Jeune, passant sa vie au milieu des plaisirs,
Elle avait de bonne heure épuisé les désirs,
Ignorant le besoin, et jamais, sur la terre,
Sinon pour l’adoucir, n’ayant vu de misère.
Son père, déjà vieux, riche et noble seigneur,
Quoique avare, l’aimait et n’avait de bonheur
Qu’à la voir admirer, et quand on disait d’elle
Qu’étant la plus heureuse, elle était la plus belle.
Car tout lui souriait, et même son époux,
Onorio, n’avait plié les deux genoux
Que devant elle et Dieu. Cependant, en silence,
Comme Dalti parlait, sur l’Océan immense
Longtemps elle sembla porter ses yeux errants.
L’horizon était vide, et les flots transparents
Ne reflétaient au loin sur leur abîme sombre,
Que l’astre au pâle front qui s’y mirait dans l’ombre.
Dalti la regardait, mais sans dire un seul mot.

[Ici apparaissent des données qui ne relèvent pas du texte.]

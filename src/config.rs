//! Configuration types for parvault

use crate::error::{Error, Result};
use serde::{Deserialize, Serialize};
use std::path::{Path, PathBuf};

/// External tool paths (7z, par2) and discovery settings
///
/// Groups settings for external binaries.
/// Used as a nested sub-config within [`Config`].
#[derive(Clone, Debug, Serialize, Deserialize)]
pub struct ToolsConfig {
    /// Path to 7z executable (auto-detected if None)
    #[serde(default)]
    pub sevenzip_path: Option<PathBuf>,

    /// Path to par2 executable (auto-detected if None)
    #[serde(default)]
    pub par2_path: Option<PathBuf>,

    /// Which par2 command-line dialect the binary speaks
    #[serde(default)]
    pub par2_dialect: Par2Dialect,

    /// Whether to search PATH for external binaries if explicit paths not set (default: true)
    #[serde(default = "default_true")]
    pub search_path: bool,
}

impl Default for ToolsConfig {
    fn default() -> Self {
        Self {
            sevenzip_path: None,
            par2_path: None,
            par2_dialect: Par2Dialect::default(),
            search_path: true,
        }
    }
}

/// Command-line dialect of the recovery-data tool
#[derive(Clone, Copy, Debug, Default, PartialEq, Eq, Serialize, Deserialize)]
#[serde(rename_all = "snake_case")]
pub enum Par2Dialect {
    /// MultiPar's `par2j64` (`/rr10 /sm4096 ...` switches, default)
    #[default]
    Par2j,
    /// par2cmdline (`-r10 -n2 ...` switches)
    Par2Cmdline,
}

impl Par2Dialect {
    /// Binary names searched in PATH for this dialect, in preference order
    pub fn binary_names(self) -> &'static [&'static str] {
        match self {
            Par2Dialect::Par2j => &["par2j64", "par2j"],
            Par2Dialect::Par2Cmdline => &["par2"],
        }
    }
}

/// Archive creation settings passed to the compression engine
#[derive(Clone, Debug, Serialize, Deserialize)]
pub struct ArchiveConfig {
    /// Compression level, 0-9 (default: 9)
    #[serde(default = "default_compression_level")]
    pub compression_level: u8,

    /// Solid block / dictionary budget in 7z size syntax (default: "16g")
    #[serde(default = "default_solid_block_size")]
    pub solid_block_size: String,

    /// Per-volume size cap in 7z size syntax (default: "4092m")
    #[serde(default = "default_volume_size")]
    pub volume_size: String,

    /// Archive to a staging name, test it, then promote and delete sources (default: true)
    ///
    /// When false the engine deletes sources itself in the same invocation
    /// that writes the archive.
    #[serde(default = "default_true")]
    pub two_phase: bool,

    /// Remove archived source files once the archive is sealed (default: true)
    #[serde(default = "default_true")]
    pub delete_source: bool,
}

impl Default for ArchiveConfig {
    fn default() -> Self {
        Self {
            compression_level: default_compression_level(),
            solid_block_size: default_solid_block_size(),
            volume_size: default_volume_size(),
            two_phase: true,
            delete_source: true,
        }
    }
}

/// Recovery-data sizing and generation settings
#[derive(Clone, Debug, Serialize, Deserialize)]
pub struct RecoveryConfig {
    /// Share of the protected size allocated to recovery data, in percent (default: 10)
    #[serde(default = "default_redundancy_percent")]
    pub redundancy_percent: u32,

    /// Slice size factor handed to the tool (default: 4096)
    #[serde(default = "default_slice_size_factor")]
    pub slice_size_factor: u32,

    /// Largest single recovery file the tool may write, in bytes (default: 4,290,772,992)
    #[serde(default = "default_max_recovery_file_size")]
    pub max_recovery_file_size: u64,

    /// Parallelism hint for the tool (default: "256" = all cores plus GPU)
    #[serde(default = "default_parallelism")]
    pub parallelism: String,

    /// Check free space before generating recovery data (default: true)
    #[serde(default = "default_true")]
    pub check_disk_space: bool,
}

impl Default for RecoveryConfig {
    fn default() -> Self {
        Self {
            redundancy_percent: default_redundancy_percent(),
            slice_size_factor: default_slice_size_factor(),
            max_recovery_file_size: default_max_recovery_file_size(),
            parallelism: default_parallelism(),
            check_disk_space: true,
        }
    }
}

/// Duplicate detection and quarantine settings
#[derive(Clone, Debug, Serialize, Deserialize)]
pub struct DuplicateConfig {
    /// Extensions considered by the scan; empty means every file (default: png, jpg, mp4, mov)
    #[serde(default = "default_duplicate_extensions")]
    pub extensions: Vec<String>,

    /// Name of the quarantine subdirectory (default: "duplicates")
    #[serde(default = "default_quarantine_dir_name")]
    pub quarantine_dir_name: String,

    /// What to do when the quarantine already holds a file of the same name
    ///
    /// `overwrite` is rejected: quarantined files must stay recoverable.
    #[serde(default)]
    pub file_collision: FileCollisionAction,
}

impl Default for DuplicateConfig {
    fn default() -> Self {
        Self {
            extensions: default_duplicate_extensions(),
            quarantine_dir_name: default_quarantine_dir_name(),
            file_collision: FileCollisionAction::default(),
        }
    }
}

/// Restore workflow settings
#[derive(Clone, Debug, Serialize, Deserialize)]
pub struct RestoreConfig {
    /// Attempt a repair when verification finds repairable damage (default: true)
    #[serde(default = "default_true")]
    pub attempt_repair: bool,
}

impl Default for RestoreConfig {
    fn default() -> Self {
        Self {
            attempt_repair: true,
        }
    }
}

/// Main configuration for parvault
///
/// Fields are organized into logical sub-configs:
/// - [`tools`](ToolsConfig): external binary paths and discovery
/// - [`archive`](ArchiveConfig): compression settings and the two-phase commit
/// - [`recovery`](RecoveryConfig): recovery-data sizing
/// - [`duplicates`](DuplicateConfig): duplicate scan filters and quarantine
/// - [`restore`](RestoreConfig): verify/repair/extract behaviour
#[derive(Clone, Debug, Default, Serialize, Deserialize)]
pub struct Config {
    /// External tool paths
    #[serde(default)]
    pub tools: ToolsConfig,

    /// Archive creation settings
    #[serde(default)]
    pub archive: ArchiveConfig,

    /// Recovery-data settings
    #[serde(default)]
    pub recovery: RecoveryConfig,

    /// Duplicate detection settings
    #[serde(default)]
    pub duplicates: DuplicateConfig,

    /// Restore settings
    #[serde(default)]
    pub restore: RestoreConfig,
}

impl Config {
    /// Load a configuration from a JSON file; missing fields take their defaults
    pub fn from_json_file(path: &Path) -> Result<Self> {
        let raw = std::fs::read_to_string(path).map_err(|e| crate::error::io_at(path, e))?;
        let config: Config = serde_json::from_str(&raw)?;
        config.validate()?;
        Ok(config)
    }

    /// Reject settings the external tools cannot honour
    pub fn validate(&self) -> Result<()> {
        if self.recovery.redundancy_percent > 100 {
            return Err(Error::Config {
                message: format!(
                    "redundancy must be between 0 and 100 percent, got {}",
                    self.recovery.redundancy_percent
                ),
                key: Some("recovery.redundancy_percent".to_string()),
            });
        }
        if self.recovery.max_recovery_file_size == 0 {
            return Err(Error::Config {
                message: "maximum recovery file size must be greater than zero".to_string(),
                key: Some("recovery.max_recovery_file_size".to_string()),
            });
        }
        if self.recovery.slice_size_factor == 0 {
            return Err(Error::Config {
                message: "slice size factor must be greater than zero".to_string(),
                key: Some("recovery.slice_size_factor".to_string()),
            });
        }
        if self.archive.compression_level > 9 {
            return Err(Error::Config {
                message: format!(
                    "compression level must be between 0 and 9, got {}",
                    self.archive.compression_level
                ),
                key: Some("archive.compression_level".to_string()),
            });
        }
        if self.duplicates.quarantine_dir_name.trim().is_empty()
            || self.duplicates.quarantine_dir_name.contains(['/', '\\'])
        {
            return Err(Error::Config {
                message: "quarantine directory name must be a single non-empty path component"
                    .to_string(),
                key: Some("duplicates.quarantine_dir_name".to_string()),
            });
        }
        if self.duplicates.file_collision == FileCollisionAction::Overwrite {
            return Err(Error::Config {
                message: "quarantine never overwrites; use rename or skip".to_string(),
                key: Some("duplicates.file_collision".to_string()),
            });
        }
        Ok(())
    }
}

/// File collision handling strategy
#[derive(Clone, Copy, Debug, Default, PartialEq, Eq, Serialize, Deserialize)]
#[serde(rename_all = "snake_case")]
pub enum FileCollisionAction {
    /// Append (1), (2), etc. to filename (default)
    #[default]
    Rename,
    /// Overwrite existing file
    Overwrite,
    /// Skip the file, keep existing
    Skip,
}

fn default_true() -> bool {
    true
}

fn default_compression_level() -> u8 {
    9
}

fn default_solid_block_size() -> String {
    "16g".to_string()
}

fn default_volume_size() -> String {
    "4092m".to_string()
}

fn default_redundancy_percent() -> u32 {
    10
}

fn default_slice_size_factor() -> u32 {
    4096
}

fn default_max_recovery_file_size() -> u64 {
    4_290_772_992
}

fn default_parallelism() -> String {
    "256".to_string()
}

fn default_duplicate_extensions() -> Vec<String> {
    ["png", "jpg", "mp4", "mov"]
        .iter()
        .map(|s| s.to_string())
        .collect()
}

fn default_quarantine_dir_name() -> String {
    "duplicates".to_string()
}

// unwrap/expect are acceptable in tests for concise failure-on-error assertions
#[allow(clippy::unwrap_used, clippy::expect_used)]
#[cfg(test)]
mod tests {
    use super::*;

    #[test]
    fn test_defaults_match_tool_contract() {
        let config = Config::default();
        assert_eq!(config.recovery.redundancy_percent, 10);
        assert_eq!(config.recovery.slice_size_factor, 4096);
        assert_eq!(config.recovery.max_recovery_file_size, 4_290_772_992);
        assert_eq!(config.archive.compression_level, 9);
        assert_eq!(config.archive.volume_size, "4092m");
        assert!(config.archive.two_phase);
        assert_eq!(config.duplicates.quarantine_dir_name, "duplicates");
        assert_eq!(config.tools.par2_dialect, Par2Dialect::Par2j);
        assert!(config.validate().is_ok());
    }

    #[test]
    fn test_empty_json_uses_defaults() {
        let config: Config = serde_json::from_str("{}").unwrap();
        assert_eq!(config.recovery.redundancy_percent, 10);
        assert!(config.tools.search_path);
        assert!(config.restore.attempt_repair);
    }

    #[test]
    fn test_partial_json_overrides_only_given_fields() {
        let json = r#"{
            "recovery": { "redundancy_percent": 25 },
            "tools": { "par2_dialect": "par2_cmdline", "par2_path": "/usr/bin/par2" }
        }"#;
        let config: Config = serde_json::from_str(json).unwrap();
        assert_eq!(config.recovery.redundancy_percent, 25);
        assert_eq!(config.recovery.slice_size_factor, 4096);
        assert_eq!(config.tools.par2_dialect, Par2Dialect::Par2Cmdline);
        assert_eq!(config.tools.par2_path, Some(PathBuf::from("/usr/bin/par2")));
    }

    #[test]
    fn test_validate_rejects_out_of_range_redundancy() {
        let mut config = Config::default();
        config.recovery.redundancy_percent = 101;
        match config.validate() {
            Err(Error::Config { key, .. }) => {
                assert_eq!(key.as_deref(), Some("recovery.redundancy_percent"))
            }
            other => panic!("expected Config error, got {:?}", other),
        }
    }

    #[test]
    fn test_validate_rejects_zero_max_file_size() {
        let mut config = Config::default();
        config.recovery.max_recovery_file_size = 0;
        assert!(matches!(config.validate(), Err(Error::Config { .. })));
    }

    #[test]
    fn test_validate_rejects_nested_quarantine_name() {
        let mut config = Config::default();
        config.duplicates.quarantine_dir_name = "a/b".to_string();
        assert!(matches!(config.validate(), Err(Error::Config { .. })));
    }

    #[test]
    fn test_validate_rejects_overwriting_quarantine() {
        let mut config = Config::default();
        config.duplicates.file_collision = FileCollisionAction::Overwrite;
        match config.validate() {
            Err(Error::Config { key, .. }) => {
                assert_eq!(key.as_deref(), Some("duplicates.file_collision"))
            }
            other => panic!("unexpected result: {other:?}"),
        }
    }

    #[test]
    fn test_from_json_file_missing_is_not_found() {
        let result = Config::from_json_file(Path::new("/nonexistent/parvault.json"));
        assert!(matches!(result, Err(Error::NotFound(_))));
    }

    #[test]
    fn test_from_json_file_round_trip() {
        let dir = tempfile::TempDir::new().unwrap();
        let path = dir.path().join("parvault.json");
        let mut config = Config::default();
        config.duplicates.extensions = vec!["cr2".to_string()];
        std::fs::write(&path, serde_json::to_string_pretty(&config).unwrap()).unwrap();

        let loaded = Config::from_json_file(&path).unwrap();
        assert_eq!(loaded.duplicates.extensions, vec!["cr2".to_string()]);
    }

    #[test]
    fn test_dialect_binary_names() {
        assert_eq!(Par2Dialect::Par2j.binary_names()[0], "par2j64");
        assert_eq!(Par2Dialect::Par2Cmdline.binary_names(), &["par2"]);
    }
}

— Avait-elle hésité ? — Je ne sais ; — mais bientôt,
Comme une tendre fleur que le vent déracine,
Faible, et qui lentement sur sa tige s’incline,
Telle elle détourna la tête, et lentement
S’inclina tout en pleurs jusqu’à son jeune amant.
"Songez bien, dit Dalti, que je ne suis, comtesse,
Qu’un pêcheur ; que demain, qu’après, et que sans cesse
Je serai ce pêcheur. Songez bien que tous deux
Avant qu’il soit longtemps nous allons être vieux ;
Que je mourrai peut-être avant vous.